As we’ve grown Pared and tripled its size over the past 18 months, it’s become harder and harder to align individuals to a common goal. In business, we tend to rely on KPIs, OKRs, or some other framework to align our employees to measure our success. We plaster the whiteboards with them, use them in slide decks, or have a big screen TV devoted to these metrics. By putting these goals up in front of the team everyday, we ensure (or at least try very hard) to keep everyone rowing in the right direction.
On the culture side, core values become the framework by which we measure our success. And after 3 years, I’m proud that our team has come together to publish Pared’s core values for the first time. Being a company with a mission to make restaurant life easier means that we wouldn’t just write down a few fluffy words or generic catchphrases. We wanted to ensure our core values resonated with the people that we serve and use language that is heard in professional kitchens everyday:
In the professional kitchen, when asked to do something the only correct response is “Heard.” At Pared, we must always be willing to hop in to help others, get our hands dirty, and go the extra mile for our teammates & our users. We know we have each others backs just as those in the kitchen do.

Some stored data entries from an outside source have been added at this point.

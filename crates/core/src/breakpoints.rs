use std::collections::BTreeMap;

#[derive(Debug, Clone, Copy, PartialEq, Eq)]
pub struct Breakpoint {
    pub line: u32,
    pub enabled: bool,
}

#[derive(Debug, Clone, Default, PartialEq, Eq)]
pub struct BreakpointSet {
    by_line: BTreeMap<u32, bool>,
}

impl BreakpointSet {
    #[must_use]
    pub fn new() -> Self {
        Self::default()
    }

    pub fn add(&mut self, line: u32) {
        if line == 0 {
            return;
        }
        self.by_line.entry(line).or_insert(true);
    }

    pub fn remove(&mut self, line: u32) {
        self.by_line.remove(&line);
    }

    /// Gutter click: adds the breakpoint when absent, removes it otherwise.
    /// Returns whether the line holds a breakpoint afterwards.
    pub fn toggle(&mut self, line: u32) -> bool {
        if self.by_line.remove(&line).is_some() {
            return false;
        }
        self.add(line);
        self.contains(line)
    }

    pub fn toggle_enabled(&mut self, line: u32) {
        if let Some(enabled) = self.by_line.get_mut(&line) {
            *enabled = !*enabled;
        }
    }

    pub fn clear(&mut self) {
        self.by_line.clear();
    }

    #[must_use]
    pub fn list(&self) -> Vec<u32> {
        self.by_line.keys().copied().collect()
    }

    #[must_use]
    pub fn enabled_lines(&self) -> Vec<u32> {
        self.by_line
            .iter()
            .filter(|(_, enabled)| **enabled)
            .map(|(line, _)| *line)
            .collect()
    }

    #[must_use]
    pub fn get(&self, line: u32) -> Option<Breakpoint> {
        self.by_line
            .get(&line)
            .map(|enabled| Breakpoint {
                line,
                enabled: *enabled,
            })
    }

    #[must_use]
    pub fn contains(&self, line: u32) -> bool {
        self.by_line.contains_key(&line)
    }

    #[must_use]
    pub fn is_enabled(&self, line: u32) -> bool {
        self.by_line.get(&line).copied().unwrap_or(false)
    }

    #[must_use]
    pub fn len(&self) -> usize {
        self.by_line.len()
    }

    #[must_use]
    pub fn is_empty(&self) -> bool {
        self.by_line.is_empty()
    }

    pub fn iter(&self) -> impl Iterator<Item = Breakpoint> + '_ {
        self.by_line.iter().map(|(line, enabled)| Breakpoint {
            line: *line,
            enabled: *enabled,
        })
    }
}

#[cfg(test)]
mod tests {
    use super::BreakpointSet;

    #[test]
    fn add_is_idempotent_and_enabled_by_default() {
        let mut set = BreakpointSet::new();
        set.add(7);
        set.toggle_enabled(7);
        set.add(7);

        assert_eq!(set.len(), 1);
        assert!(!set.is_enabled(7), "re-adding must not reset the flag");
    }

    #[test]
    fn double_toggle_restores_enabled_and_keeps_line() {
        let mut set = BreakpointSet::new();
        set.add(5);
        let original = set.is_enabled(5);

        set.toggle_enabled(5);
        assert!(!set.is_enabled(5));
        set.toggle_enabled(5);

        assert_eq!(set.is_enabled(5), original);
        assert_eq!(set.list(), vec![5]);
    }

    #[test]
    fn list_is_ascending_and_enabled_lines_skip_disabled() {
        let mut set = BreakpointSet::new();
        for line in [12, 3, 8] {
            set.add(line);
        }
        set.toggle_enabled(8);

        assert_eq!(set.list(), vec![3, 8, 12]);
        assert_eq!(set.enabled_lines(), vec![3, 12]);
    }

    #[test]
    fn missing_lines_are_silent_no_ops() {
        let mut set = BreakpointSet::new();
        set.remove(4);
        set.toggle_enabled(4);
        set.add(0);

        assert!(set.is_empty());
        assert!(set.get(4).is_none());
    }

    #[test]
    fn gutter_toggle_adds_then_removes() {
        let mut set = BreakpointSet::new();
        assert!(set.toggle(9));
        assert!(set.contains(9));
        assert!(!set.toggle(9));
        assert!(!set.contains(9));
    }

    #[test]
    fn clear_drops_every_breakpoint() {
        let mut set = BreakpointSet::new();
        set.add(1);
        set.add(2);
        set.clear();
        assert!(set.list().is_empty());
    }
}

In the professional kitchen, the word “Behind” can be heard shouted every other second in order to make others aware of someone passing behind your back. There are many sharp things, hot things, and heavy things being carried across a kitchen and shouting these words creates a safe place to work. At Pared, we must be self-aware of our own strengths and weaknesses. We must know what we don’t know, and acknowledge it. We must clearly communicate to our fellow team members in order to create a safe place to work and share our ideas.
In the professional kitchen, “Soigne” (swan-yay) translates to doing something elegantly or with finesse. At Pared, we must always have an ownership mentality and produce high quality work that we are proud of – our teammates and our users depend on it.
The best definition of core values that I’ve read is that core values are “behaviors that we expect from one another.” I can’t think of three better core values for the people that we’ve hired and the people we will continue to hire. These 3 simple words describe us. And while we won’t make anyone wear a blue apron – these core values will constantly remind us on how to act.